• WORK REQUIRED
Make an exact copy of every record that follows.

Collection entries

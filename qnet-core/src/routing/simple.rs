use crate::job::ClassId;
use crate::random::{RandomSource, uniform_index};

use super::{RouteDecision, RouteView, RoutingState};

pub(super) fn random(
    view: &RouteView<'_>,
    rng: &mut dyn RandomSource,
    class: ClassId,
) -> Option<RouteDecision> {
    let candidates: Vec<_> = view
        .outputs()
        .iter()
        .copied()
        .filter(|node| view.viable(*node, class))
        .collect();
    if candidates.is_empty() {
        return None;
    }
    Some(RouteDecision::to(candidates[uniform_index(rng, candidates.len())]))
}

pub(super) fn round_robin(
    state: &mut RoutingState,
    view: &RouteView<'_>,
    class: ClassId,
) -> Option<RouteDecision> {
    let outputs = view.outputs();
    let n = outputs.len();
    for step in 0..n {
        let idx = (state.counter + step) % n;
        if view.viable(outputs[idx], class) {
            state.counter = (idx + 1) % n;
            return Some(RouteDecision::to(outputs[idx]));
        }
    }
    None
}

pub(super) fn weighted(
    state: &mut RoutingState,
    view: &RouteView<'_>,
    class: ClassId,
) -> Option<RouteDecision> {
    let outputs = view.outputs();
    let period = state.schedule.len();
    for step in 0..period {
        let slot = (state.counter + step) % period;
        let node = outputs[state.schedule[slot]];
        if view.viable(node, class) {
            state.counter = (slot + 1) % period;
            return Some(RouteDecision::to(node));
        }
    }
    None
}

fn gcd(a: u32, b: u32) -> u32 {
    if b == 0 { a } else { gcd(b, a % b) }
}

/// Builds one period of the smooth weighted round-robin schedule.
///
/// Weights are reduced by their gcd; each slot credits every output with its
/// weight and picks the largest accumulated credit (lowest index on ties),
/// which then pays back the period length. Each output appears exactly as
/// many times as its reduced weight.
pub fn weighted_schedule(weights: &[u32]) -> Vec<usize> {
    let divisor = weights.iter().copied().fold(0, gcd);
    if divisor == 0 {
        return Vec::new();
    }
    let reduced: Vec<i64> = weights.iter().map(|w| i64::from(w / divisor)).collect();
    let period: i64 = reduced.iter().sum();
    let mut credit = vec![0i64; reduced.len()];
    let mut schedule = Vec::with_capacity(period as usize);
    for _ in 0..period {
        let mut best = 0;
        for (i, weight) in reduced.iter().enumerate() {
            credit[i] += weight;
            if credit[i] > credit[best] {
                best = i;
            }
        }
        credit[best] -= period;
        schedule.push(best);
    }
    schedule
}

#[cfg(test)]
mod tests {
    use super::super::RoutingStrategy;
    use super::super::test_support::*;
    use super::*;
    use crate::job::NodeId;
    use crate::random::SequenceRandom;
    use crate::topology::NodeKind;

    #[test]
    fn test_round_robin_visits_each_output_once() {
        let fixture = Fixture::new(&[NodeKind::Queue, NodeKind::Queue, NodeKind::Queue]);
        let view = fixture.view();
        let mut state = RoutingState::default();

        let first: Vec<_> = (0..3)
            .map(|_| round_robin(&mut state, &view, OPEN).unwrap().target)
            .collect();
        assert_eq!(first, vec![NodeId(1), NodeId(2), NodeId(3)]);

        // Restarting from the same counter reproduces the same cycle.
        let mut restarted = RoutingState::default();
        let second: Vec<_> = (0..3)
            .map(|_| round_robin(&mut restarted, &view, OPEN).unwrap().target)
            .collect();
        assert_eq!(first, second);
        assert_eq!(state, restarted);
    }

    #[test]
    fn test_round_robin_skips_sinks_for_closed_classes() {
        let fixture = Fixture::new(&[NodeKind::Sink, NodeKind::Queue]);
        let view = fixture.view();
        let mut state = RoutingState::default();

        for _ in 0..3 {
            assert_eq!(round_robin(&mut state, &view, CLOSED).unwrap().target, NodeId(2));
        }
        assert_eq!(round_robin(&mut state, &view, OPEN).unwrap().target, NodeId(1));
    }

    #[test]
    fn test_all_sinks_unroutable_for_closed_class() {
        let fixture = Fixture::new(&[NodeKind::Sink, NodeKind::Sink]);
        let view = fixture.view();
        let mut rng = SequenceRandom::new(vec![0.5]);
        assert_eq!(random(&view, &mut rng, CLOSED), None);
        assert_eq!(round_robin(&mut RoutingState::default(), &view, CLOSED), None);
        assert!(random(&view, &mut rng, OPEN).is_some());
    }

    #[test]
    fn test_weighted_schedule_honours_weights_exactly() {
        let schedule = weighted_schedule(&[3, 1]);
        assert_eq!(schedule.len(), 4);
        assert_eq!(schedule.iter().filter(|i| **i == 0).count(), 3);
        assert_eq!(schedule.iter().filter(|i| **i == 1).count(), 1);

        // gcd normalisation keeps the period minimal
        assert_eq!(weighted_schedule(&[6, 2]), schedule);
        assert!(weighted_schedule(&[0, 0]).is_empty());
    }

    #[test]
    fn test_weighted_round_robin_window() {
        let fixture = Fixture::new(&[NodeKind::Queue, NodeKind::Queue]);
        let view = fixture.view();
        let strategy = RoutingStrategy::WeightedRoundRobin(vec![3, 1]);
        let mut state = strategy.initial_state();
        let mut rng = SequenceRandom::new(vec![0.5]);

        for _ in 0..3 {
            let window: Vec<_> = (0..4)
                .map(|_| strategy.select(&mut state, &view, &mut rng, OPEN).unwrap().target)
                .collect();
            assert_eq!(window.iter().filter(|n| **n == NodeId(1)).count(), 3);
            assert_eq!(window.iter().filter(|n| **n == NodeId(2)).count(), 1);
        }
    }

    #[test]
    fn test_zero_weight_output_never_chosen() {
        let schedule = weighted_schedule(&[0, 2, 1]);
        assert!(!schedule.contains(&0));
        assert_eq!(schedule.len(), 3);
    }
}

• EXERCISE OUTPUT
filename qnet-core/src/routing/simple.rs
use crate::job::ClassId;
use crate::random::{RandomSource, uniform_index};

use super::{RouteDecision, RouteView, RoutingState};

pub(super) fn random(
    view: &RouteView<'_>,
    rng: &mut dyn RandomSource,
    class: ClassId,
) -> Option<RouteDecision> {
    let candidates: Vec<_> = view
        .outputs()
        .iter()
        .copied()
        .filter(|node| view.viable(*node, class))
        .collect();
    if candidates.is_empty() {
        return None;
    }
    Some(RouteDecision::to(candidates[uniform_index(rng, candidates.len())]))
}

pub(super) fn round_robin(
    state: &mut RoutingState,
    view: &RouteView<'_>,
    class: ClassId,
) -> Option<RouteDecision> {
    let outputs = view.outputs();
    let n = outputs.len();
    for step in 0..n {
        let idx = (state.counter + step) % n;
        if view.viable(outputs[idx], class) {
            state.counter = (idx + 1) % n;
            return Some(RouteDecision::to(outputs[idx]));
        }
    }
    None
}

pub(super) fn weighted(
    state: &mut RoutingState,
    view: &RouteView<'_>,
    class: ClassId,
) -> Option<RouteDecision> {
    let outputs = view.outputs();
    let period = state.schedule.len();
    for step in 0..period {
        let slot = (state.counter + step) % period;
        let node = outputs[state.schedule[slot]];
        if view.viable(node, class) {
            state.counter = (slot + 1) % period;
            return Some(RouteDecision::to(node));
        }
    }
    None
}

fn gcd(a: u32, b: u32) -> u32 {
    if b == 0 { a } else { gcd(b, a % b) }
}

/// Builds one period of the smooth weighted round-robin schedule.
///
/// Weights are reduced by their gcd; each slot credits every output with its
/// weight and picks the largest accumulated credit (lowest index on ties),
/// which then pays back the period length. Each output appears exactly as
/// many times as its reduced weight.
pub fn weighted_schedule(weights: &[u32]) -> Vec<usize> {
    let divisor = weights.iter().copied().fold(0, gcd);
    if divisor == 0 {
        return Vec::new();
    }
    let reduced: Vec<i64> = weights.iter().map(|w| i64::from(w / divisor)).collect();
    let period: i64 = reduced.iter().sum();
    let mut credit = vec![0i64; reduced.len()];
    let mut schedule = Vec::with_capacity(period as usize);
    for _ in 0..period {
        let mut best = 0;
        for (i, weight) in reduced.iter().enumerate() {
            credit[i] += weight;
            if credit[i] > credit[best] {
                best = i;
            }
        }
        credit[best] -= period;
        schedule.push(best);
    }
    schedule
}

#[cfg(test)]
mod tests {
    use super::super::RoutingStrategy;
    use super::super::test_support::*;
    use super::*;
    use crate::job::NodeId;
    use crate::random::SequenceRandom;
    use crate::topology::NodeKind;

    #[test]
    fn test_round_robin_visits_each_output_once() {
        let fixture = Fixture::new(&[NodeKind::Queue, NodeKind::Queue, NodeKind::Queue]);
        let view = fixture.view();
        let mut state = RoutingState::default();

        let first: Vec<_> = (0..3)
            .map(|_| round_robin(&mut state, &view, OPEN).unwrap().target)
            .collect();
        assert_eq!(first, vec![NodeId(1), NodeId(2), NodeId(3)]);

        // Restarting from the same counter reproduces the same cycle.
        let mut restarted = RoutingState::default();
        let second: Vec<_> = (0..3)
            .map(|_| round_robin(&mut restarted, &view, OPEN).unwrap().target)
            .collect();
        assert_eq!(first, second);
        assert_eq!(state, restarted);
    }

    #[test]
    fn test_round_robin_skips_sinks_for_closed_classes() {
        let fixture = Fixture::new(&[NodeKind::Sink, NodeKind::Queue]);
        let view = fixture.view();
        let mut state = RoutingState::default();

        for _ in 0..3 {
            assert_eq!(round_robin(&mut state, &view, CLOSED).unwrap().target, NodeId(2));
        }
        assert_eq!(round_robin(&mut state, &view, OPEN).unwrap().target, NodeId(1));
    }

    #[test]
    fn test_all_sinks_unroutable_for_closed_class() {
        let fixture = Fixture::new(&[NodeKind::Sink, NodeKind::Sink]);
        let view = fixture.view();
        let mut rng = SequenceRandom::new(vec![0.5]);
        assert_eq!(random(&view, &mut rng, CLOSED), None);
        assert_eq!(round_robin(&mut RoutingState::default(), &view, CLOSED), None);
        assert!(random(&view, &mut rng, OPEN).is_some());
    }

    #[test]
    fn test_weighted_schedule_honours_weights_exactly() {
        let schedule = weighted_schedule(&[3, 1]);
        assert_eq!(schedule.len(), 4);
        assert_eq!(schedule.iter().filter(|i| **i == 0).count(), 3);
        assert_eq!(schedule.iter().filter(|i| **i == 1).count(), 1);

        // gcd normalisation keeps the period minimal
        assert_eq!(weighted_schedule(&[6, 2]), schedule);
        assert!(weighted_schedule(&[0, 0]).is_empty());
    }

    #[test]
    fn test_weighted_round_robin_window() {
        let fixture = Fixture::new(&[NodeKind::Queue, NodeKind::Queue]);
        let view = fixture.view();
        let strategy = RoutingStrategy::WeightedRoundRobin(vec![3, 1]);
        let mut state = strategy.initial_state();
        let mut rng = SequenceRandom::new(vec![0.5]);

        for _ in 0..3 {
            let window: Vec<_> = (0..4)
                .map(|_| strategy.select(&mut state, &view, &mut rng, OPEN).unwrap().target)
                .collect();
            assert_eq!(window.iter().filter(|n| **n == NodeId(1)).count(), 3);
            assert_eq!(window.iter().filter(|n| **n == NodeId(2)).count(), 1);
        }
    }

    #[test]
    fn test_zero_weight_output_never_chosen() {
        let schedule = weighted_schedule(&[0, 2, 1]);
        assert!(!schedule.contains(&0));
        assert_eq!(schedule.len(), 3);
    }
}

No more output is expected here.